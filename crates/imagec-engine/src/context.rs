//! Per-tile and per-pipeline execution state.
//!
//! [`IterationState`] lives for one work unit (image, t-stack, tile) and is
//! shared by all pipelines that run on it: the `ITERATION` image cache, the
//! object list, the loaded channel planes and the rows waiting to be
//! stored. [`ProcessContext`] wraps it for one pipeline and adds the
//! `PIPELINE` image cache and the active image; dropping the context drops
//! that cache.

use std::collections::{BTreeMap, BTreeSet, HashMap};
use std::path::Path;
use std::sync::Arc;
use std::sync::atomic::{AtomicBool, Ordering};

use crate::detector::{Detector, DetectorProvider};
use crate::error::{CacheMiss, CommandError};
use crate::image::{Channels, Depth, ImagePlane};
use crate::objects::ObjectList;
use crate::pipeline::{PipelinePlan, PipelineSource, PlaneKey};
use crate::results::ImageStatsRow;
use crate::settings::Classification;
use crate::types::{
    CacheScope, ClassId, ClassIdIn, Dimensions, ImageId, ImageValidity, MemoryId, ObjectId, Rect,
};

/// Shared cancellation flag.
#[derive(Debug, Clone, Default)]
pub struct CancellationToken(Arc<AtomicBool>);

impl CancellationToken {
    #[must_use]
    pub fn new() -> Self {
        Self::default()
    }

    pub fn cancel(&self) {
        self.0.store(true, Ordering::SeqCst);
    }

    #[must_use]
    pub fn is_cancelled(&self) -> bool {
        self.0.load(Ordering::SeqCst)
    }
}

/// Position of a tile inside its image.
#[derive(Debug, Clone, Copy, PartialEq, Eq)]
pub struct TileInfo {
    /// Linear tile index, `-1` when the whole image is one tile.
    pub index: i32,
    pub tile_x: i32,
    pub tile_y: i32,
    /// Top-left corner in image coordinates.
    pub origin_x: i32,
    pub origin_y: i32,
    pub width: u32,
    pub height: u32,
    /// Tile-local part that lies inside the image; the rest is zero padding.
    pub valid_rect: Rect,
    pub image_size: Dimensions,
    pub t_stack: i32,
}

impl TileInfo {
    /// The whole image as a single tile.
    #[must_use]
    pub const fn whole(image_size: Dimensions, t_stack: i32) -> Self {
        Self {
            index: -1,
            tile_x: -1,
            tile_y: -1,
            origin_x: 0,
            origin_y: 0,
            width: image_size.width,
            height: image_size.height,
            valid_rect: Rect::from_dimensions(image_size),
            image_size,
            t_stack,
        }
    }

    /// Tile rectangle in image coordinates, including padding.
    #[must_use]
    pub const fn image_rect(&self) -> Rect {
        Rect::new(self.origin_x, self.origin_y, self.width, self.height)
    }
}

/// Image planes stored by memory slot.
#[derive(Debug, Clone, Default)]
pub struct ImageCache {
    entries: HashMap<ImageId, ImagePlane>,
}

impl ImageCache {
    #[must_use]
    pub fn new() -> Self {
        Self::default()
    }

    /// Store `plane` under `id`, replacing any previous entry.
    pub fn store(&mut self, id: ImageId, plane: ImagePlane) {
        self.entries.insert(id, plane);
    }

    /// Cheap clone of the plane stored under `id`.
    #[must_use]
    pub fn load(&self, id: &ImageId) -> Option<ImagePlane> {
        self.entries.get(id).cloned()
    }

    #[must_use]
    pub fn len(&self) -> usize {
        self.entries.len()
    }

    #[must_use]
    pub fn is_empty(&self) -> bool {
        self.entries.is_empty()
    }
}

/// Hands out object ids that are unique per job and reproducible per work
/// unit: `((image_seq + 1) << 40) | (unit_seq << 20) | counter`.
#[derive(Debug, Clone)]
pub struct ObjectIdAllocator {
    base: u64,
    counter: u64,
}

impl ObjectIdAllocator {
    const UNIT_SHIFT: u32 = 20;
    const IMAGE_SHIFT: u32 = 40;

    #[must_use]
    pub const fn for_work_unit(image_seq: u64, unit_seq: u64) -> Self {
        Self {
            base: ((image_seq + 1) << Self::IMAGE_SHIFT) | (unit_seq << Self::UNIT_SHIFT),
            counter: 0,
        }
    }

    /// Next id. Never `0`.
    pub const fn next_id(&mut self) -> ObjectId {
        self.counter += 1;
        self.base | self.counter
    }
}

/// Identity of the image a work unit belongs to.
#[derive(Debug, Clone, PartialEq, Eq)]
pub struct ImageLabel {
    pub image_id: u64,
    /// File stem, used to name control images.
    pub stem: String,
}

/// State shared by every pipeline running on one work unit.
#[derive(Debug)]
pub struct IterationState {
    pub image: ImageLabel,
    pub cache: ImageCache,
    pub objects: ObjectList,
    ids: ObjectIdAllocator,
    planes: BTreeMap<PlaneKey, ImagePlane>,
    /// Pipelines that requested object storage, with cross-channel c-stacks.
    stored: BTreeMap<usize, BTreeSet<i32>>,
    stats: Vec<ImageStatsRow>,
}

impl IterationState {
    #[must_use]
    pub fn new(image: ImageLabel, ids: ObjectIdAllocator) -> Self {
        Self {
            image,
            cache: ImageCache::new(),
            objects: ObjectList::new(),
            ids,
            planes: BTreeMap::new(),
            stored: BTreeMap::new(),
            stats: Vec::new(),
        }
    }

    /// Register a loaded channel plane.
    pub fn insert_plane(&mut self, key: PlaneKey, plane: ImagePlane) {
        self.planes.insert(key, plane);
    }

    #[must_use]
    pub fn plane(&self, key: &PlaneKey) -> Option<&ImagePlane> {
        self.planes.get(key)
    }

    pub const fn next_object_id(&mut self) -> ObjectId {
        self.ids.next_id()
    }

    /// Pipelines whose objects are stored, in pipeline order.
    #[must_use]
    pub const fn stored_pipelines(&self) -> &BTreeMap<usize, BTreeSet<i32>> {
        &self.stored
    }

    /// Take the per-tile statistics rows.
    pub fn take_stats(&mut self) -> Vec<ImageStatsRow> {
        std::mem::take(&mut self.stats)
    }
}

/// Job-wide inputs shared read-only by every context.
#[derive(Clone, Copy)]
pub struct Environment<'a> {
    pub classification: &'a Classification,
    pub detectors: &'a dyn DetectorProvider,
    /// Physical edge length of one pixel.
    pub pixel_size: f64,
    pub control_image_folder: Option<&'a Path>,
}

impl std::fmt::Debug for Environment<'_> {
    fn fmt(&self, f: &mut std::fmt::Formatter<'_>) -> std::fmt::Result {
        f.debug_struct("Environment")
            .field("classification", &self.classification)
            .field("pixel_size", &self.pixel_size)
            .field("control_image_folder", &self.control_image_folder)
            .finish_non_exhaustive()
    }
}

/// Execution state of one pipeline on one work unit.
pub struct ProcessContext<'a> {
    env: Environment<'a>,
    plan: &'a PipelinePlan,
    tile: TileInfo,
    iteration: &'a mut IterationState,
    pipeline_cache: ImageCache,
    active: ImagePlane,
    measurement: ImagePlane,
    /// Lower bound of the last global threshold.
    applied_threshold: Option<f64>,
    validity: ImageValidity,
    invalidate_image: bool,
    cancel: &'a CancellationToken,
}

impl<'a> ProcessContext<'a> {
    /// Build the context and its initial image from the pipeline source.
    ///
    /// # Errors
    ///
    /// Returns [`CommandError::CacheMiss`] when a memory source slot is
    /// empty and [`CommandError::InvalidInput`] when the file plane was not
    /// loaded for this work unit.
    pub fn new(
        env: Environment<'a>,
        plan: &'a PipelinePlan,
        tile: TileInfo,
        iteration: &'a mut IterationState,
        cancel: &'a CancellationToken,
    ) -> Result<Self, CommandError> {
        let initial = match plan.setup.source {
            PipelineSource::File => {
                let key = plan.plane_key(tile.t_stack);
                iteration.plane(&key).cloned().ok_or_else(|| {
                    CommandError::InvalidInput(format!("plane {key:?} was not loaded"))
                })?
            }
            PipelineSource::Memory => {
                let id = plan.cache_id(plan.setup.memory_id, None, tile.t_stack);
                iteration.cache.load(&id).ok_or(CacheMiss {
                    scope: CacheScope::Iteration,
                    id,
                })?
            }
            PipelineSource::Blank => {
                ImagePlane::zeros(tile.width, tile.height, Depth::U16, Channels::Gray)
            }
        };
        Ok(Self {
            env,
            plan,
            tile,
            iteration,
            pipeline_cache: ImageCache::new(),
            measurement: initial.clone(),
            active: initial,
            applied_threshold: None,
            validity: ImageValidity::VALID,
            invalidate_image: false,
            cancel,
        })
    }

    #[must_use]
    pub const fn active_image(&self) -> &ImagePlane {
        &self.active
    }

    pub fn set_active_image(&mut self, plane: ImagePlane) {
        self.active = plane;
    }

    /// The pipeline's initial plane; object intensities are measured here.
    #[must_use]
    pub const fn measurement_plane(&self) -> &ImagePlane {
        &self.measurement
    }

    pub const fn set_applied_threshold(&mut self, lower: f64) {
        self.applied_threshold = Some(lower);
    }

    /// Lower bound of the most recent `$threshold` in this pipeline.
    #[must_use]
    pub const fn applied_threshold(&self) -> Option<f64> {
        self.applied_threshold
    }

    /// Flag this pipeline's plane; with `whole_image` the image is also
    /// left out of aggregated results.
    pub const fn invalidate(&mut self, flag: ImageValidity, whole_image: bool) {
        self.validity.insert(flag);
        self.invalidate_image |= whole_image;
    }

    #[must_use]
    pub const fn validity(&self) -> ImageValidity {
        self.validity
    }

    #[must_use]
    pub const fn invalidates_image(&self) -> bool {
        self.invalidate_image
    }

    pub fn store_image_to_cache(&mut self, scope: CacheScope, id: ImageId, plane: ImagePlane) {
        match scope {
            CacheScope::Pipeline => self.pipeline_cache.store(id, plane),
            CacheScope::Iteration => self.iteration.cache.store(id, plane),
        }
    }

    /// # Errors
    ///
    /// Returns [`CacheMiss`] when nothing is stored under `id` in `scope`.
    pub fn load_image_from_cache(
        &self,
        scope: CacheScope,
        id: ImageId,
    ) -> Result<ImagePlane, CacheMiss> {
        let cache = match scope {
            CacheScope::Pipeline => &self.pipeline_cache,
            CacheScope::Iteration => &self.iteration.cache,
        };
        cache.load(&id).ok_or(CacheMiss { scope, id })
    }

    /// Cache key for `memory` in this pipeline's plane coordinates.
    #[must_use]
    pub fn cache_id(&self, memory: MemoryId, c_stack: Option<i32>) -> ImageId {
        self.plan.cache_id(memory, c_stack, self.tile.t_stack)
    }

    #[must_use]
    pub const fn objects(&self) -> &ObjectList {
        &self.iteration.objects
    }

    pub const fn objects_mut(&mut self) -> &mut ObjectList {
        &mut self.iteration.objects
    }

    /// Resolve a class reference; `$` maps to the pipeline default.
    ///
    /// # Errors
    ///
    /// Returns [`CommandError::InvalidInput`] for references that are not
    /// in the project classification.
    pub fn resolve_class(&self, reference: ClassIdIn) -> Result<ClassId, CommandError> {
        self.env
            .classification
            .resolve(reference, self.plan.default_class)
            .ok_or_else(|| CommandError::InvalidInput(format!("unknown class {reference}")))
    }

    /// Resolve several class references.
    ///
    /// # Errors
    ///
    /// Fails on the first unknown reference.
    pub fn resolve_classes(&self, references: &[ClassIdIn]) -> Result<Vec<ClassId>, CommandError> {
        references.iter().map(|r| self.resolve_class(*r)).collect()
    }

    #[must_use]
    pub const fn tile_info(&self) -> &TileInfo {
        &self.tile
    }

    #[must_use]
    pub const fn image_size(&self) -> Dimensions {
        self.tile.image_size
    }

    #[must_use]
    pub const fn pipeline_index(&self) -> usize {
        self.plan.index
    }

    #[must_use]
    pub fn pipeline_name(&self) -> &str {
        &self.plan.name
    }

    #[must_use]
    pub const fn pixel_size(&self) -> f64 {
        self.env.pixel_size
    }

    #[must_use]
    pub const fn control_image_folder(&self) -> Option<&Path> {
        self.env.control_image_folder
    }

    #[must_use]
    pub fn image_label(&self) -> &ImageLabel {
        &self.iteration.image
    }

    #[must_use]
    pub fn detector(&self, model: &str) -> Option<Arc<dyn Detector>> {
        self.env.detectors.detector(model)
    }

    pub const fn next_object_id(&mut self) -> ObjectId {
        self.iteration.next_object_id()
    }

    /// Plane of c-stack `c_stack` at this pipeline's z, t and projection.
    ///
    /// # Errors
    ///
    /// Returns [`CommandError::InvalidInput`] if the plane was not loaded
    /// for this work unit.
    pub fn channel_plane(&self, c_stack: i32) -> Result<ImagePlane, CommandError> {
        let key = PlaneKey {
            c_stack,
            ..self.plan.plane_key(self.tile.t_stack)
        };
        self.iteration
            .plane(&key)
            .cloned()
            .ok_or_else(|| CommandError::InvalidInput(format!("plane {key:?} was not loaded")))
    }

    /// Mark this pipeline's objects for storage with cross-channel
    /// intensities from `cross_channels`.
    pub fn request_store(&mut self, cross_channels: impl IntoIterator<Item = i32>) {
        self.iteration
            .stored
            .entry(self.plan.index)
            .or_default()
            .extend(cross_channels);
    }

    pub fn push_stats(&mut self, row: ImageStatsRow) {
        self.iteration.stats.push(row);
    }

    /// # Errors
    ///
    /// Returns [`CommandError::Cancelled`] once cancellation was requested.
    pub fn check_cancelled(&self) -> Result<(), CommandError> {
        if self.cancel.is_cancelled() {
            return Err(CommandError::Cancelled);
        }
        Ok(())
    }
}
_____
**Task goal:** Show each line from the material above where the string "Environment" can be found.

**Exercise answer:**
pub struct Environment<'a> {
impl std::fmt::Debug for Environment<'_> {
        f.debug_struct("Environment")
    env: Environment<'a>,
        env: Environment<'a>,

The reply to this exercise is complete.